— What is being asked —
Count every line in the following listing that contains "upper", then report that count with nothing added.

— Extracted records —

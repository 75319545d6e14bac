use std::process::Command;

/// Verify if a process with the given PID is running
#[cfg(unix)]
pub fn verify_process_running(pid: u32) -> bool {
    // kill -0 only checks that the process exists
    Command::new("kill")
        .args(["-0", &pid.to_string()])
        .output()
        .map(|output| output.status.success())
        .unwrap_or(false)
}

#[cfg(windows)]
pub fn verify_process_running(pid: u32) -> bool {
    Command::new("tasklist")
        .args(["/FI", &format!("PID eq {}", pid), "/NH"])
        .output()
        .map(|output| String::from_utf8_lossy(&output.stdout).contains(&pid.to_string()))
        .unwrap_or(false)
}

/// Whether we run as root, which the hotkey listener should never need
pub fn is_elevated() -> bool {
    whoami::username() == "root" || std::env::var("SUDO_USER").is_ok()
}

/// The terminal the user launched quill from, named the way the macOS
/// privacy settings list it
#[cfg(target_os = "macos")]
pub fn detect_terminal_app() -> String {
    if let Ok(program) = std::env::var("TERM_PROGRAM") {
        match program.as_str() {
            "Apple_Terminal" => return "Terminal".to_string(),
            "iTerm.app" => return "iTerm2".to_string(),
            "" => {}
            other => return other.to_string(),
        }
    }

    let mut pid = parent_pid(std::process::id());
    // Shells sit between us and the terminal; walk a few levels up
    for _ in 0..6 {
        let Some(current) = pid else { break };
        let comm = command_name(current);
        let base = comm.rsplit('/').next().unwrap_or(&comm).to_string();
        match base.as_str() {
            "iTerm2" | "iTerm" => return "iTerm2".to_string(),
            "Terminal" => return "Terminal".to_string(),
            "Alacritty" | "alacritty" => return "Alacritty".to_string(),
            "kitty" => return "kitty".to_string(),
            "WezTerm" | "wezterm-gui" => return "WezTerm".to_string(),
            "Hyper" => return "Hyper".to_string(),
            _ => pid = parent_pid(current),
        }
    }

    "your terminal application (Terminal.app, iTerm2, etc.)".to_string()
}

#[cfg(target_os = "macos")]
fn parent_pid(pid: u32) -> Option<u32> {
    let output = Command::new("ps")
        .args(["-o", "ppid=", "-p", &pid.to_string()])
        .output()
        .ok()?;
    let ppid = String::from_utf8_lossy(&output.stdout).trim().parse::<u32>().ok()?;
    (ppid != 0 && ppid != pid).then_some(ppid)
}

#[cfg(target_os = "macos")]
fn command_name(pid: u32) -> String {
    Command::new("ps")
        .args(["-p", &pid.to_string(), "-o", "comm="])
        .output()
        .map(|output| String::from_utf8_lossy(&output.stdout).trim().to_string())
        .unwrap_or_default()
}

#[cfg(target_os = "linux")]
pub fn detect_linux_terminal() -> String {
    if let Ok(term) = std::env::var("TERM_PROGRAM") {
        if !term.is_empty() {
            return term;
        }
    }

    let output = Command::new("ps")
        .args(["-o", "comm=", "-p", &std::os::unix::process::parent_id().to_string()])
        .output();
    if let Ok(output) = output {
        let parent = String::from_utf8_lossy(&output.stdout).trim().to_string();
        for known in ["gnome-terminal", "konsole", "xterm", "alacritty", "kitty", "terminator"] {
            if parent.contains(known) {
                return known.to_string();
            }
        }
    }

    "your terminal emulator".to_string()
}

#[cfg(target_os = "linux")]
pub fn detect_desktop_environment() -> String {
    for var in ["XDG_CURRENT_DESKTOP", "DESKTOP_SESSION", "GDMSESSION"] {
        if let Ok(val) = std::env::var(var) {
            if val.is_empty() {
                continue;
            }
            let upper = val.to_uppercase();
            for (needle, name) in [
                ("GNOME", "GNOME"),
                ("KDE", "KDE"),
                ("XFCE", "XFCE"),
                ("CINNAMON", "Cinnamon"),
                ("MATE", "MATE"),
            ] {
                if upper.contains(needle) {
                    return name.to_string();
                }
            }
            return val;
        }
    }
    "Unknown".to_string()
}

/// `x11` or `wayland` as reported by the session, if known
#[cfg(target_os = "linux")]
pub fn session_type() -> Option<String> {
    std::env::var("XDG_SESSION_TYPE")
        .ok()
        .filter(|s| !s.is_empty())
        .map(|s| s.to_lowercase())
}

#[cfg(test)]
mod tests {
    use super::*;

    #[test]
    fn own_process_is_running() {
        assert!(verify_process_running(std::process::id()));
    }
}
//! Runs one rewrite action end to end: capture the selection, rewrite it,
//! paste the result back.
//!
//! Stages never overlap within an invocation. A second invocation that
//! arrives while one is in flight is rejected with [`Outcome::Busy`] before
//! it touches the clipboard.

use crate::action::RewriteAction;
use crate::config::ConfigPaths;
use crate::error::{FailureKind, QuillError};
use crate::history::{HistoryEntry, HistoryStore};
use crate::notify::{Notifier, SystemNotifier};
use crate::platform::Platform;
use crate::rewrite::{ChatClient, RewriteClient, RewriteRequest};
use crate::selection::{require_text, SelectionBackend};
use crate::settings::Settings;
use crate::stats::StatsStore;
use serde::Serialize;
use std::fmt;
use std::sync::{Arc, Mutex, MutexGuard};
use std::time::Instant;
use tracing::{error, info, warn};

pub const NOTHING_SELECTED: &str = "No text selected";
pub const DONE: &str = "Done!";

#[derive(Debug, Clone, Copy, PartialEq, Eq, Serialize)]
#[serde(rename_all = "snake_case")]
pub enum DispatchState {
    Idle,
    CapturingSelection,
    RequestingRewrite,
    ReplacingSelection,
}

impl fmt::Display for DispatchState {
    fn fmt(&self, f: &mut fmt::Formatter<'_>) -> fmt::Result {
        let name = match self {
            DispatchState::Idle => "idle",
            DispatchState::CapturingSelection => "capturing selection",
            DispatchState::RequestingRewrite => "requesting rewrite",
            DispatchState::ReplacingSelection => "replacing selection",
        };
        f.write_str(name)
    }
}

/// How an invocation ended
#[derive(Debug, Clone, PartialEq, Eq)]
pub enum Outcome {
    Replaced { original: String, modified: String },
    NothingSelected,
    /// The action is switched off in settings
    Disabled,
    /// Another invocation was still in flight
    Busy,
    Failed(FailureKind),
}

/// Single-slot guard shared by every dispatcher built from the same
/// settings lineage, so a reload cannot admit a second invocation.
#[derive(Debug, Clone)]
pub struct InFlightGuard {
    state: Arc<Mutex<DispatchState>>,
}

impl Default for InFlightGuard {
    fn default() -> Self {
        Self {
            state: Arc::new(Mutex::new(DispatchState::Idle)),
        }
    }
}

impl InFlightGuard {
    pub fn new() -> Self {
        Self::default()
    }

    pub fn state(&self) -> DispatchState {
        *lock(&self.state)
    }

    fn try_begin(&self) -> Option<InFlight<'_>> {
        let mut state = lock(&self.state);
        if *state != DispatchState::Idle {
            return None;
        }
        *state = DispatchState::CapturingSelection;
        Some(InFlight { guard: self })
    }
}

/// Holds the slot for one invocation and frees it when dropped
struct InFlight<'a> {
    guard: &'a InFlightGuard,
}

impl InFlight<'_> {
    fn enter(&self, state: DispatchState) {
        *lock(&self.guard.state) = state;
    }
}

impl Drop for InFlight<'_> {
    fn drop(&mut self) {
        *lock(&self.guard.state) = DispatchState::Idle;
    }
}

pub struct Dispatcher {
    settings: Settings,
    selection: Mutex<Box<dyn SelectionBackend>>,
    client: Box<dyn RewriteClient>,
    notifier: Arc<dyn Notifier>,
    history: Arc<HistoryStore>,
    stats: Arc<StatsStore>,
    guard: InFlightGuard,
}

impl Dispatcher {
    pub fn new(
        settings: Settings,
        selection: Box<dyn SelectionBackend>,
        client: Box<dyn RewriteClient>,
        notifier: Arc<dyn Notifier>,
        history: Arc<HistoryStore>,
        stats: Arc<StatsStore>,
    ) -> Self {
        Self {
            settings,
            selection: Mutex::new(selection),
            client,
            notifier,
            history,
            stats,
            guard: InFlightGuard::new(),
        }
    }

    /// Wire the OS backends for this platform and the stores under `paths`
    pub fn for_platform(settings: Settings, paths: &ConfigPaths) -> Self {
        let platform = Platform::current();
        let selection = platform.selection_backend(&settings);
        let client = ChatClient::from_settings(&settings);
        Self::new(
            settings,
            selection,
            Box::new(client),
            Arc::new(SystemNotifier::new(platform)),
            Arc::new(HistoryStore::open(paths.history_file())),
            Arc::new(StatsStore::open(paths.stats_file())),
        )
    }

    /// Share an existing in-flight slot
    pub fn with_guard(mut self, guard: InFlightGuard) -> Self {
        self.guard = guard;
        self
    }

    pub fn guard(&self) -> &InFlightGuard {
        &self.guard
    }

    pub fn state(&self) -> DispatchState {
        self.guard.state()
    }

    pub fn settings(&self) -> &Settings {
        &self.settings
    }

    pub fn invoke(&self, action: RewriteAction) -> Outcome {
        self.invoke_with_language(action, None)
    }

    pub fn invoke_with_language(
        &self,
        action: RewriteAction,
        target_language: Option<String>,
    ) -> Outcome {
        if !self.settings.features.is_enabled(action) {
            info!(%action, "action is disabled, ignoring");
            return Outcome::Disabled;
        }

        let Some(flight) = self.guard.try_begin() else {
            warn!(%action, state = %self.guard.state(), "rewrite already in flight, rejecting");
            return Outcome::Busy;
        };

        info!(%action, "invocation started");
        self.run(action, target_language, &flight)
    }

    fn run(
        &self,
        action: RewriteAction,
        target_language: Option<String>,
        flight: &InFlight<'_>,
    ) -> Outcome {
        let captured = match self.selection().capture_selection() {
            Ok(selection) => selection,
            Err(e) => return self.fail(action, e),
        };
        let original = match require_text(captured) {
            Ok(text) => text,
            Err(_) => {
                info!(%action, "nothing selected");
                self.notify(action, NOTHING_SELECTED);
                return Outcome::NothingSelected;
            }
        };

        flight.enter(DispatchState::RequestingRewrite);
        info!(%action, "{}", action.progress_message());
        let request =
            RewriteRequest::new(original.clone(), action).with_target_language(target_language);
        let started = Instant::now();
        let modified = match self.client.rewrite(&request) {
            Ok(text) => text,
            Err(e) => return self.fail(action, e),
        };
        let elapsed = started.elapsed();

        flight.enter(DispatchState::ReplacingSelection);
        if let Err(e) = self.selection().replace_selection(&modified) {
            return self.fail(action, e);
        }

        if let Err(e) = self
            .history
            .record(HistoryEntry::new(action, original.clone(), modified.clone()))
        {
            warn!("failed to record history: {}", e);
        }
        if let Err(e) = self.stats.record(action, &original, elapsed) {
            warn!("failed to record usage stats: {}", e);
        }

        info!(
            %action,
            elapsed_ms = elapsed.as_millis() as u64,
            chars = modified.chars().count(),
            "invocation finished"
        );
        self.notify(action, DONE);
        Outcome::Replaced { original, modified }
    }

    fn fail(&self, action: RewriteAction, err: QuillError) -> Outcome {
        error!(%action, kind = ?err.kind(), "invocation failed: {}", err);
        self.notify(action, &err.user_message());
        Outcome::Failed(err.kind())
    }

    fn notify(&self, action: RewriteAction, body: &str) {
        if self.settings.show_notifications {
            self.notifier.notify(action.title(), body);
        }
    }

    fn selection(&self) -> MutexGuard<'_, Box<dyn SelectionBackend>> {
        lock(&self.selection)
    }
}

fn lock<T: ?Sized>(mutex: &Mutex<T>) -> MutexGuard<'_, T> {
    mutex.lock().unwrap_or_else(|poisoned| poisoned.into_inner())
}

— Solution below —
2